### What to do
Return each line of the listing that contains the string "Returns".

### Exercise inputs

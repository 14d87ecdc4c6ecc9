//! Persisted connection records.

use chrono::{DateTime, Duration, Utc};
use serde::{Deserialize, Serialize};
use taskcal_core::Provider;

/// Safety margin subtracted from `expires_at` when deciding whether a token
/// can still be used.
pub const EXPIRY_MARGIN: Duration = Duration::minutes(5);

/// Tokens issued for one provider.
#[derive(Debug, Clone, PartialEq, Eq, Serialize, Deserialize)]
#[serde(rename_all = "camelCase")]
pub struct OAuthTokens {
    /// The access token for API requests.
    pub access_token: String,
    /// The refresh token for obtaining new access tokens.
    #[serde(default)]
    pub refresh_token: Option<String>,
    /// When the access token expires; absent means it never does.
    #[serde(default)]
    pub expires_at: Option<DateTime<Utc>>,
    /// Token type, normally `Bearer`.
    pub token_type: String,
    /// Space-separated granted scopes.
    #[serde(default)]
    pub scope: Option<String>,
}

impl OAuthTokens {
    /// Creates a bearer token set without refresh token or expiry.
    pub fn bearer(access_token: impl Into<String>) -> Self {
        Self {
            access_token: access_token.into(),
            refresh_token: None,
            expires_at: None,
            token_type: "Bearer".to_string(),
            scope: None,
        }
    }

    /// Builder method to set the refresh token.
    pub fn with_refresh_token(mut self, token: impl Into<String>) -> Self {
        self.refresh_token = Some(token.into());
        self
    }

    /// Builder method to set the absolute expiry.
    pub fn with_expires_at(mut self, at: DateTime<Utc>) -> Self {
        self.expires_at = Some(at);
        self
    }

    /// Returns true if the token is expired, or will be within
    /// [`EXPIRY_MARGIN`], at `now`.
    pub fn is_expired_at(&self, now: DateTime<Utc>) -> bool {
        match self.expires_at {
            Some(expires_at) => now >= expires_at - EXPIRY_MARGIN,
            // Some providers issue non-expiring tokens
            None => false,
        }
    }

    /// Returns true if the token is expired or about to expire.
    pub fn is_expired(&self) -> bool {
        self.is_expired_at(Utc::now())
    }

    /// Carries over the refresh token and scope from `previous` when a
    /// renewal response omits them.
    pub fn inherit_from(mut self, previous: &OAuthTokens) -> Self {
        if self.refresh_token.is_none() {
            self.refresh_token = previous.refresh_token.clone();
        }
        if self.scope.is_none() {
            self.scope = previous.scope.clone();
        }
        self
    }
}

/// Profile of the connected account.
#[derive(Debug, Clone, Default, PartialEq, Eq, Serialize, Deserialize)]
pub struct UserProfile {
    /// Account email.
    #[serde(default)]
    pub email: Option<String>,
    /// Display name.
    #[serde(default)]
    pub name: Option<String>,
    /// Avatar URL.
    #[serde(default)]
    pub picture: Option<String>,
}

/// The persisted credential and profile record for one provider.
#[derive(Debug, Clone, PartialEq, Eq, Serialize, Deserialize)]
#[serde(rename_all = "camelCase")]
pub struct OAuthConnection {
    /// Provider key.
    pub provider: Provider,
    /// Current tokens.
    pub tokens: OAuthTokens,
    /// Connected account, when the profile fetch succeeded.
    #[serde(default)]
    pub user: Option<UserProfile>,
    /// When the connection was established.
    pub connected_at: DateTime<Utc>,
    /// When a sync last completed.
    #[serde(default)]
    pub last_sync_at: Option<DateTime<Utc>>,
}

impl OAuthConnection {
    /// Creates a new connection stamped with the current time.
    pub fn new(provider: Provider, tokens: OAuthTokens) -> Self {
        Self {
            provider,
            tokens,
            user: None,
            connected_at: Utc::now(),
            last_sync_at: None,
        }
    }

    /// Builder method to set the user profile.
    pub fn with_user(mut self, user: UserProfile) -> Self {
        self.user = Some(user);
        self
    }
}

/// Connection state reported to callers.
#[derive(Debug, Clone, Copy, PartialEq, Eq, Serialize, Deserialize)]
#[serde(rename_all = "snake_case")]
pub enum ConnectionState {
    /// No stored connection.
    Disconnected,
    /// Token usable without a network call.
    Valid,
    /// Token expired but a refresh token is available.
    NeedsRefresh,
    /// Token expired and cannot be renewed; reconnect required.
    NeedsReconnect,
}

impl ConnectionState {
    /// Derives the state of an optional connection at `now`.
    pub fn of(connection: Option<&OAuthConnection>, now: DateTime<Utc>) -> Self {
        match connection {
            None => Self::Disconnected,
            Some(c) if !c.tokens.is_expired_at(now) => Self::Valid,
            Some(c) if c.tokens.refresh_token.is_some() => Self::NeedsRefresh,
            Some(_) => Self::NeedsReconnect,
        }
    }
}

#[cfg(test)]
mod tests {
    use super::*;

    #[test]
    fn expiry_applies_five_minute_margin() {
        let now = Utc::now();
        let tokens = OAuthTokens::bearer("a").with_expires_at(now + Duration::minutes(6));
        assert!(!tokens.is_expired_at(now));

        let tokens = OAuthTokens::bearer("a").with_expires_at(now + Duration::minutes(4));
        assert!(tokens.is_expired_at(now));
    }

    #[test]
    fn missing_expiry_is_always_valid() {
        let tokens = OAuthTokens::bearer("a");
        assert!(!tokens.is_expired());
    }

    #[test]
    fn inherit_keeps_refresh_token() {
        let old = OAuthTokens::bearer("old").with_refresh_token("r1");
        let renewed = OAuthTokens::bearer("new").inherit_from(&old);
        assert_eq!(renewed.access_token, "new");
        assert_eq!(renewed.refresh_token.as_deref(), Some("r1"));
    }

    #[test]
    fn connection_state_derivation() {
        let now = Utc::now();
        assert_eq!(ConnectionState::of(None, now), ConnectionState::Disconnected);

        let expired = OAuthTokens::bearer("a").with_expires_at(now - Duration::hours(1));
        let conn = OAuthConnection::new(Provider::Google, expired.clone());
        assert_eq!(
            ConnectionState::of(Some(&conn), now),
            ConnectionState::NeedsReconnect
        );

        let conn = OAuthConnection::new(Provider::Google, expired.with_refresh_token("r"));
        assert_eq!(
            ConnectionState::of(Some(&conn), now),
            ConnectionState::NeedsRefresh
        );
    }

    #[test]
    fn connection_serializes_camel_case() {
        let conn = OAuthConnection::new(Provider::Todoist, OAuthTokens::bearer("t"));
        let json = serde_json::to_value(&conn).unwrap();
        assert_eq!(json["provider"], "todoist");
        assert_eq!(json["tokens"]["accessToken"], "t");
        assert_eq!(json["tokens"]["tokenType"], "Bearer");
        assert!(json["connectedAt"].is_string());
    }
}
//! Local entities: tasks and events.
//!
//! These are the shapes held by the local entity store. Provider payloads are
//! converted to and from them by the provider mappers.

use chrono::{DateTime, NaiveDate, Utc};
use serde::{Deserialize, Serialize};

use crate::id::EntityId;
use crate::time::EventTime;

/// Behaviour shared by every locally stored entity.
pub trait Entity: Clone + Send + Sync + 'static {
    /// Returns the entity identifier.
    fn id(&self) -> &EntityId;

    /// Replaces the entity identifier.
    fn set_id(&mut self, id: EntityId);

    /// Returns the local collection name (task list or calendar), if any.
    fn collection(&self) -> Option<&str>;

    /// Returns when the entity was last modified locally.
    fn updated_at(&self) -> DateTime<Utc>;
}

/// A to-do item.
#[derive(Debug, Clone, PartialEq, Eq, Serialize, Deserialize)]
pub struct Task {
    /// Identifier (tagged once synchronized).
    pub id: EntityId,
    /// Title.
    pub title: String,
    /// Free-form notes.
    #[serde(default)]
    pub notes: Option<String>,
    /// Due date (providers only honour the date part).
    #[serde(default)]
    pub due: Option<NaiveDate>,
    /// Whether the task is done.
    #[serde(default)]
    pub completed: bool,
    /// Local list name.
    #[serde(default)]
    pub list: Option<String>,
    /// Last local modification.
    pub updated_at: DateTime<Utc>,
}

impl Task {
    /// Creates an open task with no due date.
    pub fn new(id: impl Into<EntityId>, title: impl Into<String>) -> Self {
        Self {
            id: id.into(),
            title: title.into(),
            notes: None,
            due: None,
            completed: false,
            list: None,
            updated_at: Utc::now(),
        }
    }

    /// Builder method to set the due date.
    pub fn with_due(mut self, due: NaiveDate) -> Self {
        self.due = Some(due);
        self
    }

    /// Builder method to set notes.
    pub fn with_notes(mut self, notes: impl Into<String>) -> Self {
        self.notes = Some(notes.into());
        self
    }

    /// Builder method to mark the task completed.
    pub fn with_completed(mut self, completed: bool) -> Self {
        self.completed = completed;
        self
    }

    /// Builder method to set the list name.
    pub fn with_list(mut self, list: impl Into<String>) -> Self {
        self.list = Some(list.into());
        self
    }
}

impl Entity for Task {
    fn id(&self) -> &EntityId {
        &self.id
    }

    fn set_id(&mut self, id: EntityId) {
        self.id = id;
    }

    fn collection(&self) -> Option<&str> {
        self.list.as_deref()
    }

    fn updated_at(&self) -> DateTime<Utc> {
        self.updated_at
    }
}

/// Recurrence frequency.
#[derive(Debug, Clone, Copy, PartialEq, Eq, Hash, Serialize, Deserialize)]
#[serde(rename_all = "lowercase")]
pub enum RecurrenceType {
    /// Every day.
    Daily,
    /// Every week.
    Weekly,
    /// Every month.
    Monthly,
    /// Every year.
    Yearly,
}

/// A structured recurrence rule.
#[derive(Debug, Clone, PartialEq, Eq, Serialize, Deserialize)]
#[serde(rename_all = "camelCase")]
pub struct Recurrence {
    /// Repeat frequency.
    #[serde(rename = "type")]
    pub kind: RecurrenceType,
    /// Repeat every N periods (absent means 1).
    #[serde(default)]
    pub interval: Option<u32>,
    /// Stop after N occurrences.
    #[serde(default)]
    pub count: Option<u32>,
    /// Last date on which an occurrence may start.
    #[serde(default)]
    pub end_date: Option<NaiveDate>,
}

impl Recurrence {
    /// Creates an open-ended rule with the given frequency.
    pub fn new(kind: RecurrenceType) -> Self {
        Self {
            kind,
            interval: None,
            count: None,
            end_date: None,
        }
    }

    /// Builder method to set the interval.
    pub fn with_interval(mut self, interval: u32) -> Self {
        self.interval = Some(interval);
        self
    }

    /// Builder method to set the occurrence count.
    pub fn with_count(mut self, count: u32) -> Self {
        self.count = Some(count);
        self
    }

    /// Builder method to set the end date.
    pub fn with_end_date(mut self, end: NaiveDate) -> Self {
        self.end_date = Some(end);
        self
    }
}

/// A calendar event.
#[derive(Debug, Clone, PartialEq, Eq, Serialize, Deserialize)]
pub struct Event {
    /// Identifier (tagged once synchronized).
    pub id: EntityId,
    /// Title.
    pub title: String,
    /// Description.
    #[serde(default)]
    pub description: Option<String>,
    /// Location.
    #[serde(default)]
    pub location: Option<String>,
    /// Start.
    pub start: EventTime,
    /// End.
    pub end: EventTime,
    /// Recurrence rule.
    #[serde(default)]
    pub recurrence: Option<Recurrence>,
    /// Colour as a `#rrggbb` hex string.
    #[serde(default)]
    pub color: Option<String>,
    /// Minutes before start at which a pop-up reminder fires.
    #[serde(default)]
    pub reminder_minutes: Option<u32>,
    /// Local calendar name.
    #[serde(default)]
    pub calendar: Option<String>,
    /// Last local modification.
    pub updated_at: DateTime<Utc>,
}

impl Event {
    /// Creates an event with the given bounds.
    pub fn new(
        id: impl Into<EntityId>,
        title: impl Into<String>,
        start: EventTime,
        end: EventTime,
    ) -> Self {
        Self {
            id: id.into(),
            title: title.into(),
            description: None,
            location: None,
            start,
            end,
            recurrence: None,
            color: None,
            reminder_minutes: None,
            calendar: None,
            updated_at: Utc::now(),
        }
    }

    /// Builder method to set the recurrence rule.
    pub fn with_recurrence(mut self, recurrence: Recurrence) -> Self {
        self.recurrence = Some(recurrence);
        self
    }

    /// Builder method to set the colour.
    pub fn with_color(mut self, color: impl Into<String>) -> Self {
        self.color = Some(color.into());
        self
    }

    /// Builder method to set the reminder offset.
    pub fn with_reminder(mut self, minutes: u32) -> Self {
        self.reminder_minutes = Some(minutes);
        self
    }

    /// Builder method to set the calendar name.
    pub fn with_calendar(mut self, calendar: impl Into<String>) -> Self {
        self.calendar = Some(calendar.into());
        self
    }
}

impl Entity for Event {
    fn id(&self) -> &EntityId {
        &self.id
    }

    fn set_id(&mut self, id: EntityId) {
        self.id = id;
    }

    fn collection(&self) -> Option<&str> {
        self.calendar.as_deref()
    }

    fn updated_at(&self) -> DateTime<Utc> {
        self.updated_at
    }
}
/// Outcome of a push.
#[derive(Debug, Default)]
pub struct PushReport {
    /// Local id to tagged id, for successful creates only.
    pub created: BTreeMap<EntityId, EntityId>,
    /// Number of successful updates.
    pub updated: usize,
    /// Items that could not be written.
    pub failures: Vec<(EntityId, ProviderError)>,
}

/// Outcome of a pull.
#[derive(Debug)]
pub struct PullReport<T> {
    /// Converted, tagged entities.
    pub entities: Vec<T>,
    /// Messages for payloads that failed conversion.
    pub skipped: Vec<String>,
}

enum PullAttempt<T> {
    Done(PullReport<T>),
    StaleCollection(ProviderError),
}

/// Synchronizes one remote service with the local store.
pub struct SyncEngine<A, M>
where
    A: RemoteApi,
    M: EntityMapper<Payload = A::Payload>,
{
    name: String,
    api: A,
    mapper: M,
    oauth: Arc<OAuthManager>,
    lists: ListMapper,
    batch: BatchExecutor,
    store: Arc<dyn EntityStore<M::Entity>>,
    settings: SyncSettings,
}

impl<A, M> std::fmt::Debug for SyncEngine<A, M>
where
    A: RemoteApi,
    M: EntityMapper<Payload = A::Payload>,
{
    fn fmt(&self, f: &mut std::fmt::Formatter<'_>) -> std::fmt::Result {
        f.debug_struct("SyncEngine")
            .field("name", &self.name)
            .field("settings", &self.settings)
            .finish_non_exhaustive()
    }
}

### Result for this task
    /// Returns true if the token is expired, or will be within
    /// Returns true if the token is expired or about to expire.
    /// Returns the entity identifier.
    /// Returns the local collection name (task list or calendar), if any.
    /// Returns when the entity was last modified locally.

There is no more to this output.